Xabi Alonso telah menggoda kembalinya Liverpool setelah manajer Real Madrid dipecat | Sepak Bola | Olahraga

60
0


Xabi Alonso telah mengisyaratkan kemungkinan kembalinya ke Liverpool di masa depan ketika manajer poros Real Madrid mempertimbangkan pilihannya setelah menganggur. Pemain Spanyol itu dipecat dengan kejam pada Senin malam, hanya 24 jam setelah kekalahan Real di Piala Super Spanyol dari rival beratnya Barcelona. Pemecatan itu terjadi hanya delapan bulan setelah dia bertugas di Bernabeu, setelah bergabung dengan klub tempat dia bermain dari Bayer Leverkusen. Alonso mendalangi kampanye perebutan gelar tak terkalahkan yang luar biasa, mengamankan mahkota Bundesliga pertama Leverkusen, serta memenangkan DFB Pokal dan Piala Super Jerman di musim yang sama.

Dia juga membimbing tim ke final Liga Europa, meski mereka gagal melawan Atalanta. Sebelum kembali ke Madrid, Alonso diperkirakan akan pindah ke Liverpool, klub tempat ia menikmati karir bermain yang luar biasa di Anfield. Ketika ditanya tentang potensi menangani raksasa Merseyside itu, Alonso tetap membuka pintu.

Berbicara bulan lalu, dia berkomentar: “Tentu saja ada ikatan dengan mantan klub saya, tetapi untuk saat ini inilah tempat saya. Di masa depan, Anda tidak pernah tahu apa yang mungkin terjadi.”

Nama Alonso juga sempat masuk dalam daftar posisi Liverpool menyusul kepergian Jurgen Klopp.

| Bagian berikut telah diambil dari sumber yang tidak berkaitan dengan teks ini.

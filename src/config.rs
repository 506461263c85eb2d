use serde::{Deserialize, Serialize};
use std::path::{Path, PathBuf};

use crate::directory::CustomerProfile;

/// Application configuration loaded from file
#[derive(Debug, Clone, Serialize, Deserialize)]
pub struct AppConfig {
    /// MicroSIP INI holding the `[Calls]` history
    #[serde(default = "default_calls_path")]
    pub calls_path: PathBuf,

    /// Where unknown callers are appended
    #[serde(default = "default_unknown_csv_path")]
    pub unknown_csv_path: PathBuf,

    /// CSS color used when highlighting numbers in web results
    #[serde(default = "default_highlight_color")]
    pub highlight_color: String,

    /// How long desktop notifications stay visible
    #[serde(default = "default_notify_timeout_ms")]
    pub notify_timeout_ms: u32,

    /// Customer directory
    #[serde(default)]
    pub customers: Vec<CustomerProfile>,
}

impl Default for AppConfig {
    fn default() -> Self {
        Self {
            calls_path: default_calls_path(),
            unknown_csv_path: default_unknown_csv_path(),
            highlight_color: default_highlight_color(),
            notify_timeout_ms: default_notify_timeout_ms(),
            customers: Vec::new(),
        }
    }
}

/// MicroSIP keeps its INI under the roaming config dir on Windows
fn default_calls_path() -> PathBuf {
    directories::BaseDirs::new().map_or_else(
        || PathBuf::from("microsip.ini"),
        |dirs| dirs.config_dir().join("MicroSIP").join("microsip.ini"),
    )
}

fn default_unknown_csv_path() -> PathBuf {
    PathBuf::from("unknown_calls.csv")
}

fn default_highlight_color() -> String {
    "lightgreen".to_string()
}

fn default_notify_timeout_ms() -> u32 {
    10_000
}

impl AppConfig {
    /// Get the default configuration path (~/.config/callercard/config.toml)
    pub fn default_path() -> PathBuf {
        directories::BaseDirs::new().map_or_else(
            || PathBuf::from("~/.config/callercard/config.toml"),
            |dirs| dirs.config_dir().join("callercard").join("config.toml"),
        )
    }

    /// Load configuration from a specific path, falling back to defaults
    pub fn load_from_path(path: &Path) -> Self {
        if !path.exists() {
            tracing::debug!("Config file not found at {:?}, using defaults", path);
            return Self::default();
        }

        match std::fs::read_to_string(path) {
            Ok(content) => match toml::from_str::<Self>(&content) {
                Ok(config) => {
                    tracing::info!(
                        "Loaded configuration from {:?} ({} customers)",
                        path,
                        config.customers.len()
                    );
                    config
                }
                Err(e) => {
                    tracing::warn!("Failed to parse config file: {}, using defaults", e);
                    Self::default()
                }
            },
            Err(e) => {
                tracing::warn!("Failed to read config file: {}, using defaults", e);
                Self::default()
            }
        }
    }

    /// Generate example configuration file content
    pub fn example() -> String {
        r##"# callercard configuration
# Place this file at ~/.config/callercard/config.toml

# MicroSIP INI containing the [Calls] section
calls_path = "C:/Users/Administrator/AppData/Roaming/MicroSIP/microsip.ini"

# Unknown callers are appended here
unknown_csv_path = "unknown_calls.csv"

# Color of highlighted numbers in web results
highlight_color = "lightgreen"

# Desktop notification timeout
notify_timeout_ms = 10000

[[customers]]
customer_id = 1
business_name = "Acme Bakery"
sector = "Restaurant"
program = "Restaurant"
vat = "EL123456789"
email = "info@acmebakery.gr"
owner_first = "Eleni"
owner_last = "Papadaki"
notes = "Prefers morning visits. Gluten-free line launched in June."
phones = ["282 704 7400"]
tags = [
    { name = "Owes money", color = "#FFA500" },
    { name = "Priority", color = "#FFB3B3" },
]

[[customers.services]]
description = "Website redesign"
amount = 500.0
date = "2025-05-18"
paid = true

[[customers.services]]
description = "Monthly maintenance"
amount = 150.0
date = "2025-08-01"
paid = false
"##
        .to_string()
    }
}

#[cfg(test)]
mod tests {
    use super::*;
    use tempfile::TempDir;

    #[test]
    fn test_missing_file_uses_defaults() {
        let tmp = TempDir::new().unwrap();
        let config = AppConfig::load_from_path(&tmp.path().join("config.toml"));
        assert_eq!(config.highlight_color, "lightgreen");
        assert_eq!(config.notify_timeout_ms, 10_000);
        assert_eq!(config.unknown_csv_path, PathBuf::from("unknown_calls.csv"));
        assert!(config.customers.is_empty());
    }

    #[test]
    fn test_malformed_file_uses_defaults() {
        let tmp = TempDir::new().unwrap();
        let path = tmp.path().join("config.toml");
        std::fs::write(&path, "calls_path = [not toml").unwrap();
        let config = AppConfig::load_from_path(&path);
        assert_eq!(config.highlight_color, "lightgreen");
    }

    #[test]
    fn test_partial_file_fills_defaults() {
        let tmp = TempDir::new().unwrap();
        let path = tmp.path().join("config.toml");
        std::fs::write(&path, "highlight_color = \"gold\"\n").unwrap();
        let config = AppConfig::load_from_path(&path);
        assert_eq!(config.highlight_color, "gold");
        assert_eq!(config.notify_timeout_ms, 10_000);
    }

    #[test]
    fn test_example_parses() {
        let config: AppConfig = toml::from_str(&AppConfig::example()).unwrap();
        assert_eq!(config.customers.len(), 1);
        let customer = &config.customers[0];
        assert_eq!(customer.business_name, "Acme Bakery");
        assert_eq!(customer.tags.len(), 2);
        assert_eq!(customer.services.len(), 2);
        assert!((customer.unpaid_total() - 150.0).abs() < f64::EPSILON);
    }
}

Namun, dia menegaskan bahwa langkah tersebut tidak pernah realistis.

Dia melanjutkan: “Saat itu saya sedang fokus, saya punya urusan besar dengan para pemain dan kami benar-benar fokus pada hal itu.”

Bos The Reds saat ini, Arne Slot, sebelumnya menyatakan kekagumannya atas kemampuan Alonso. Sebelum pertemuan Liga Champions antara Liverpool dan Real Madrid pada bulan November, pelatih asal Belanda itu menyatakan: “Bahwa dia spesial, itu sudah jelas.

“Jika Anda bergabung dengan klub yang terpuruk di dasar klasemen dan dengan skuat yang sama, Anda akan mengangkat mereka tanpa mengeluarkan banyak uang pada musim panas itu, hanya mendatangkan satu atau dua pemain berkualitas, dan mereka memiliki musim (yang mereka miliki).

“Mereka hanya kalah di final Liga Europa, itu memberi tahu Anda bahwa dia spesial. Apa yang membuatnya spesial sulit untuk saya katakan karena saya belum pernah menghadapinya dan saya belum pernah bekerja dengannya.

“Situasi yang mungkin terjadi adalah dia pernah bekerja dengan manajer yang sangat bagus di masa lalu, dia adalah pemain dengan wawasan permainan yang luar biasa, dia tahu kapan harus berada di tempatnya dan dia bermain di level tertinggi sehingga dia tahu dan memahami bagaimana perasaan para pemain di momen-momen tertentu.

“Itu mungkin berkontribusi pada apa yang membuatnya menjadi manajer yang baik. Bagaimana dia bisa begitu istimewa? Cara terbaik untuk mengetahuinya adalah dengan berbicara dengan para pemain yang pernah bekerja dengannya dan saya belum melakukannya.”